Face à Tsonga, Federer a perdu le fil

Wimbledon Le Français a forcé l’exploit de sa carrière en revenant de l’enfer

Jo-Wilfried Tsonga n’en croit pas ses yeux. Il a remonté deux sets pour battre Roger Federer en quarts de finale à Wimbledon. Un exploit majeur. © Alastair Grant/AP.

Comme un mauvais raccord. Ou alors l’impression d’avoir raté un bout du film après s’être assoupi quelques instants. Le quart de finale opposant Roger Federer à Jo-Wilfried Tsonga garde sa part de mystère. Celle entourant parfois ces matchs en deux parties, basculant soudainement sans qu’on en saisisse vraiment la raison. Pas même les protagonistes.

Tout avait pourtant si bien commencé. Bien plus inspiré que l’avant-veille face au Russe Mikhail Youzhny, le Bâlois déroulait la pellicule dans le bon sens. Il était aérien. Il servait bien. Il volleyait bien. Il variait avec des accélérations, des amorties. Bref, il était Roger Federer. Celui de ses grandes heures. Celui de ces dernières semaines. Après un premier set emballé 6-3, il remporta avec maestria le tie-break du deuxième, laissant augurer une victoire en trois manches. Tant le numéro 3 mondial était juste fidèle à lui-même, impassible, dégageant une sensation de maîtrise totale. Rien ne pouvait lui arriver.

C’est là qu’il manque un passage. Les quelques plans furtifs de la passation de pouvoir. Jo-Wilfried Tsonga avait soudain haussé son niveau de jeu et fermé la porte à son adversaire. Impérial au service, il ne concéda plus aucune balle de break et enchaîna les coups gagnants, du fond de court et à la volée.

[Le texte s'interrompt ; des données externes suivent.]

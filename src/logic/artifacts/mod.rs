//! Artifact Store - Snapshot Loading & Publishing
//!
//! Loads the four exported artifact files and publishes them as one
//! immutable snapshot. Readers clone an `Arc` and can never observe a
//! half-loaded state; a failed load publishes "unavailable" instead of
//! keeping earlier fields around.

pub mod schema;

use std::fs;
use std::io;
use std::path::{Path, PathBuf};
use std::sync::Arc;

use chrono::{DateTime, Utc};
use parking_lot::RwLock;
use serde::de::DeserializeOwned;
use serde::{Deserialize, Serialize};

use crate::constants::{BUNDLE_FILE, LREG_MODEL_FILE, RF_MODEL_FILE, SCALER_FILE};
use crate::error::ArtifactError;
use crate::logic::model::{ForestModel, LogisticModel};

use self::schema::{column_layout_hash, ModelMetrics, ModelSchema, SchemaBundle, StandardScaler};

// ============================================================================
// SNAPSHOT
// ============================================================================

/// Everything one successful load produced. Immutable after construction.
#[derive(Debug, Clone)]
pub struct ArtifactBundle {
    pub lreg: LogisticModel,
    pub rf: ForestModel,
    pub scaler: StandardScaler,
    pub schema: ModelSchema,
    pub metrics: ModelMetrics,
    pub loaded_at: DateTime<Utc>,
    pub source_dir: PathBuf,
}

impl ArtifactBundle {
    /// Classifier type names, in blend order
    pub fn model_names(&self) -> Vec<String> {
        vec![self.lreg.model_name.clone(), self.rf.model_name.clone()]
    }
}

/// Store state for the status surface.
#[derive(Debug, Clone, Serialize, Deserialize)]
pub struct StoreStatus {
    pub available: bool,
    pub model_names: Vec<String>,
    pub metrics: Option<ModelMetrics>,
    pub feature_count: usize,
    pub loaded_at: Option<DateTime<Utc>>,
}

// ============================================================================
// STORE
// ============================================================================

/// One store instance per process; all scoring reads go through it.
///
/// Load builds the whole bundle off to the side and publishes it with a
/// single write. A later failed reload leaves the store unavailable
/// rather than serving the stale snapshot.
#[derive(Debug, Default)]
pub struct ArtifactStore {
    snapshot: RwLock<Option<Arc<ArtifactBundle>>>,
}

impl ArtifactStore {
    pub fn new() -> Self {
        Self::default()
    }

    /// Load all four artifacts from `dir` and publish the snapshot.
    pub fn load(&self, dir: impl AsRef<Path>) -> Result<Arc<ArtifactBundle>, ArtifactError> {
        let dir = dir.as_ref();
        match load_bundle(dir) {
            Ok(bundle) => {
                let bundle = Arc::new(bundle);
                *self.snapshot.write() = Some(bundle.clone());
                log::info!(
                    "artifact snapshot published from {}: models [{}], {} features",
                    dir.display(),
                    bundle.model_names().join(", "),
                    bundle.schema.n_features()
                );
                Ok(bundle)
            }
            Err(err) => {
                *self.snapshot.write() = None;
                log::warn!("artifact load from {} failed: {err}", dir.display());
                Err(err)
            }
        }
    }

    /// Current snapshot, if any. Cheap to call per request.
    pub fn snapshot(&self) -> Option<Arc<ArtifactBundle>> {
        self.snapshot.read().clone()
    }

    pub fn is_available(&self) -> bool {
        self.snapshot.read().is_some()
    }

    /// Availability, model names and shipped metrics in one read.
    pub fn status(&self) -> StoreStatus {
        match self.snapshot() {
            Some(bundle) => StoreStatus {
                available: true,
                model_names: bundle.model_names(),
                metrics: Some(bundle.metrics.clone()),
                feature_count: bundle.schema.n_features(),
                loaded_at: Some(bundle.loaded_at),
            },
            None => StoreStatus {
                available: false,
                model_names: Vec::new(),
                metrics: None,
                feature_count: 0,
                loaded_at: None,
            },
        }
    }

    #[cfg(test)]
    pub(crate) fn publish_for_tests(&self, bundle: ArtifactBundle) {
        *self.snapshot.write() = Some(Arc::new(bundle));
    }
}

// ============================================================================
// LOADING
// ============================================================================

fn load_bundle(dir: &Path) -> Result<ArtifactBundle, ArtifactError> {
    let lreg: LogisticModel = read_json(&dir.join(LREG_MODEL_FILE))?;
    let rf: ForestModel = read_json(&dir.join(RF_MODEL_FILE))?;
    let scaler: StandardScaler = read_json(&dir.join(SCALER_FILE))?;
    let bundle: SchemaBundle = read_json(&dir.join(BUNDLE_FILE))?;

    validate_bundle(&lreg, &rf, &scaler, &bundle)?;

    Ok(ArtifactBundle {
        lreg,
        rf,
        scaler,
        schema: bundle.schema,
        metrics: bundle.metrics,
        loaded_at: Utc::now(),
        source_dir: dir.to_path_buf(),
    })
}

fn read_json<T: DeserializeOwned>(path: &Path) -> Result<T, ArtifactError> {
    let bytes = fs::read(path).map_err(|e| {
        if e.kind() == io::ErrorKind::NotFound {
            ArtifactError::missing(path)
        } else {
            ArtifactError::io(path, e)
        }
    })?;
    serde_json::from_slice(&bytes).map_err(|e| ArtifactError::parse(path, e))
}

/// Cross-artifact consistency checks.
///
/// The three length contracts are what keep a silently misaligned bundle
/// from scoring: scaler width vs numeric columns, classifier width vs
/// the post-expansion column list, and the optional layout hash.
fn validate_bundle(
    lreg: &LogisticModel,
    rf: &ForestModel,
    scaler: &StandardScaler,
    bundle: &SchemaBundle,
) -> Result<(), ArtifactError> {
    let schema = &bundle.schema;

    if scaler.mean.len() != scaler.scale.len() {
        return Err(ArtifactError::inconsistent(format!(
            "scaler mean/scale lengths differ: {} vs {}",
            scaler.mean.len(),
            scaler.scale.len()
        )));
    }
    if scaler.len() != schema.num_cols.len() {
        return Err(ArtifactError::inconsistent(format!(
            "scaler covers {} columns, schema lists {} numeric columns",
            scaler.len(),
            schema.num_cols.len()
        )));
    }

    lreg.validate().map_err(ArtifactError::inconsistent)?;
    rf.validate().map_err(ArtifactError::inconsistent)?;

    for (name, n) in [
        (lreg.model_name.as_str(), lreg.n_features),
        (rf.model_name.as_str(), rf.n_features),
    ] {
        if n != schema.n_features() {
            return Err(ArtifactError::inconsistent(format!(
                "{name} expects {n} features, schema lists {}",
                schema.n_features()
            )));
        }
    }

    if let Some(expected) = bundle.layout_hash {
        let actual = column_layout_hash(&schema.feature_cols);
        if actual != expected {
            return Err(ArtifactError::inconsistent(format!(
                "column layout hash mismatch: bundle says {expected:08x}, columns hash to {actual:08x}"
            )));
        }
    }

    Ok(())
}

Federer a son explication : « Ce match, c’est le jeu sur gazon. Tu as quelques rares occasions et si tu ne les prends pas, tu perds. C’est difficile à digérer et frustrant, mais c’est comme ça que le tennis devrait se jouer sur herbe. Or malheureusement ça n’existe quasiment plus. Les conditions sont devenues trop lentes. Mais aujourd’hui, Jo et moi sommes parvenus à disputer un match comme au bon vieux temps. »

Pour la deuxième année consécutive, le sextuple vainqueur quitte son jardin au stade des quarts de finale. Pour la première fois de sa carrière, il quitte aussi un Grand Chelem en se faisant remonter après avoir remporté les deux premiers sets. Certes drapé dans sa déception, mais satisfait d’avoir tout simplement « bien joué ». Et la formule n’est pas galvaudée. Elle dit toute la différence entre s’en aller torturé par les regrets ou avec le sentiment d’avoir sublimé un adversaire au sommet de son art.

Et cette fois, personne ne devrait venir lui chanter la complainte du déclin. Car Federer n’a pas failli. Il n’a même pas moins bien servi. Les statistiques de la rencontre sont là pour le dire. Les raisons de la défaite ? C’est ce que cachent sûrement les plans manquants.